Sheridan watched as the explanation continued, he noticed that the woman who had declared her name to be Cassandra seemed to be relaxing, moving ever so closer to the man who was speaking. She didn't seem to be aware that as she relaxed she moved closer, nor did he seem to notice when he put his arm around her.
* * * * * * * *
Outside Psi-Corps Re-education camp 14, Mars
"You're sure we are supposed to be doing this now?" The question came again from Samuel. Mordechai rolled his eyes.
"Yes, dammit. You can decode the message yourself if you want." He held up a data crystal. Ever since he had found out about these camps fifty years ago, he had pledged himself to rescuing the people trapped in them. They were too much like the place he had died first. After all Hitler had called his 'relocation' camps, Dachau had been hell on earth. He just hoped the people in these camps were being treated better.
"No, that's fine. The ship is standing by?" Samuel's words had broken his train of thought. He still thought Nick didn't have enough people to do this, but then these were who was available.
* * * * * * * *
Babylon 5, Captain's Office
Sheridan was half-listening to the narrative on the search for the chemical dispensers and half-watching in astonishment the way Cassandra had snuggled into the man who's name he still didn't know and the way he seemed to accept it, if he even noticed it.

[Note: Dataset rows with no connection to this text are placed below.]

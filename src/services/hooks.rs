//! Extension points called by the orchestrator.

use crate::core::orchestrator::RunSummary;
use crate::generators::filename;
use crate::models::config::MkvMatchConfig;
use crate::utils::fs as fsutil;
use crate::Result;
use colored::Colorize;
use futures::future::BoxFuture;
use std::path::{Path, PathBuf};
use tokio::process::Command;

/// A TV season directory that just received placed episodes.
#[derive(Debug, Clone)]
pub struct SeasonPlaced {
    pub series: String,
    pub season: u16,
    pub season_dir: PathBuf,
    pub dry_run: bool,
}

/// Runs after a TV disc has been placed. Failures are reported as warnings.
pub trait EpisodeMatchHook: Send + Sync {
    fn season_placed<'a>(&'a self, event: &'a SeasonPlaced) -> BoxFuture<'a, Result<()>>;
}

/// Hook that does nothing.
#[derive(Debug, Clone, Copy, Default)]
pub struct NoHook;

impl EpisodeMatchHook for NoHook {
    fn season_placed<'a>(&'a self, _event: &'a SeasonPlaced) -> BoxFuture<'a, Result<()>> {
        Box::pin(async { Ok(()) })
    }
}

/// Runs `mkv-match --show-dir DIR --season N`, then renames its output back
/// to the library schema.
#[derive(Debug, Clone)]
pub struct MkvMatchHook {
    config: MkvMatchConfig,
}

impl MkvMatchHook {
    pub fn new(config: MkvMatchConfig) -> Self {
        Self { config }
    }

    pub fn args(&self, event: &SeasonPlaced) -> Vec<String> {
        let mut args = vec![
            "--show-dir".to_string(),
            event.season_dir.display().to_string(),
            "--season".to_string(),
            event.season.to_string(),
        ];
        args.extend(self.config.extra_args.iter().cloned());
        args
    }

    async fn run(&self, event: &SeasonPlaced) -> Result<()> {
        if fsutil::find_executable(&self.config.binary).is_none() {
            tracing::info!("{} not found in PATH, hook skipped", self.config.binary);
            return Ok(());
        }

        let args = self.args(event);
        if event.dry_run {
            tracing::info!("[DRY-RUN] {} {}", self.config.binary, args.join(" "));
            return Ok(());
        }

        tracing::info!("[HOOK] {} {}", self.config.binary, args.join(" "));
        let output = Command::new(&self.config.binary).args(&args).output().await?;
        if !output.status.success() {
            return Err(crate::Error::other(format!(
                "{} exited with {}: {}",
                self.config.binary,
                output.status.code().unwrap_or(-1),
                String::from_utf8_lossy(&output.stderr).trim()
            )));
        }

        if self.config.rename_to_schema {
            normalize_season_dir(&event.season_dir, &event.series)?;
        }
        Ok(())
    }
}

impl EpisodeMatchHook for MkvMatchHook {
    fn season_placed<'a>(&'a self, event: &'a SeasonPlaced) -> BoxFuture<'a, Result<()>> {
        Box::pin(self.run(event))
    }
}

/// Rename `SxxEyy` files in a season directory to the library schema.
///
/// Returns the number of renamed files.
pub fn normalize_season_dir(season_dir: &Path, series: &str) -> Result<usize> {
    let mut files: Vec<PathBuf> = std::fs::read_dir(season_dir)?
        .filter_map(|e| e.ok())
        .map(|e| e.path())
        .filter(|p| p.is_file() && fsutil::is_video_file(p))
        .collect();
    files.sort();

    let mut renamed = 0;
    for file in files {
        let name = match file.file_name() {
            Some(name) => name.to_string_lossy().to_string(),
            None => continue,
        };
        let Some(new_name) = filename::normalize_episode_name(&name, series) else {
            continue;
        };
        if new_name == name {
            continue;
        }

        let target = fsutil::unique_path(&season_dir.join(&new_name));
        match std::fs::rename(&file, &target) {
            Ok(()) => {
                tracing::info!("Renamed {} -> {}", name, target.display());
                renamed += 1;
            }
            Err(e) => tracing::warn!("Rename failed for {}: {}", name, e),
        }
    }
    Ok(renamed)
}

/// Receives the run summary at the end of a run.
pub trait Notifier: Send + Sync {
    fn notify(&self, summary: &RunSummary);
}

/// Writes the summary to the log.
#[derive(Debug, Clone, Copy, Default)]
pub struct LogNotifier;

impl Notifier for LogNotifier {
    fn notify(&self, summary: &RunSummary) {
        let line = summary.one_line();
        if summary.failed > 0 || summary.halted {
            tracing::warn!("{}", line.yellow());
        } else {
            tracing::info!("{}", line.green());
        }
    }
}

#[cfg(test)]
mod tests {
    use super::*;
    use tempfile::TempDir;

    #[test]
    fn test_mkv_match_args() {
        let hook = MkvMatchHook::new(MkvMatchConfig::default());
        let event = SeasonPlaced {
            series: "Lost".to_string(),
            season: 2,
            season_dir: PathBuf::from("/lib/tv/Lost (2004)/season 02"),
            dry_run: false,
        };
        assert_eq!(
            hook.args(&event),
            vec!["--show-dir", "/lib/tv/Lost (2004)/season 02", "--season", "2"]
        );
    }

    #[test]
    fn test_normalize_season_dir() {
        let dir = TempDir::new().unwrap();
        std::fs::write(dir.path().join("Lost.S01E01.Pilot.mkv"), b"a").unwrap();
        std::fs::write(dir.path().join("Lost - S01E02.mkv"), b"b").unwrap();
        std::fs::write(dir.path().join("notes.txt"), b"c").unwrap();

        let renamed = normalize_season_dir(dir.path(), "Lost").unwrap();
        assert_eq!(renamed, 1);
        assert!(dir.path().join("Lost - S01E01 - Pilot.mkv").exists());
        assert!(dir.path().join("Lost - S01E02.mkv").exists());
        assert!(dir.path().join("notes.txt").exists());
    }

    #[tokio::test]
    async fn test_missing_binary_is_skipped() {
        let mut config = MkvMatchConfig::default();
        config.binary = "definitely-not-mkv-match".to_string();
        let hook = MkvMatchHook::new(config);
        let event = SeasonPlaced {
            series: "Lost".to_string(),
            season: 1,
            season_dir: PathBuf::from("/nonexistent"),
            dry_run: false,
        };
        assert!(hook.season_placed(&event).await.is_ok());
    }
}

"So, Grace, Duncan, Nick, Amanda and myself found the control centre buried in the Himalayas and, after managing to decipher some of the controls, turned it off. That was some seventy years ago. Twenty years after that and the Game officially came to an end with the death of the last dedicated player. Now we immortals just live out our lives, as peacefully and safely as possible."
Zack nearly chuckled as the looks of thoughtfulness covered the faces of three mortals that he deemed friends, then he nearly choked as he saw the way the Captain had seemingly melded herself to Methos.
"May we ask some questions?" Stephen's question distracted everyone from the group 'look' at Zack as he coughed and spluttered at the end of the sofa.
"Of course, Stephen." Cassandra answered him, her voice softer than anyone there, save Methos, had ever heard. "Are you alright, Zack?"
"Fine, * cough * Never better."
"Just what is your name and how old are you?" Sheridan's question was definitely directed at Methos.
"Which name?"
"Your real one."
"Ah. It's Methos, and I'm somewhere around the six thousand year mark, age-wise." His nonchalant manner and the ease of his answer caught them rather by surprise. The sheer number of years rather surprised them as well. Even Marcus looked at him with a blank face.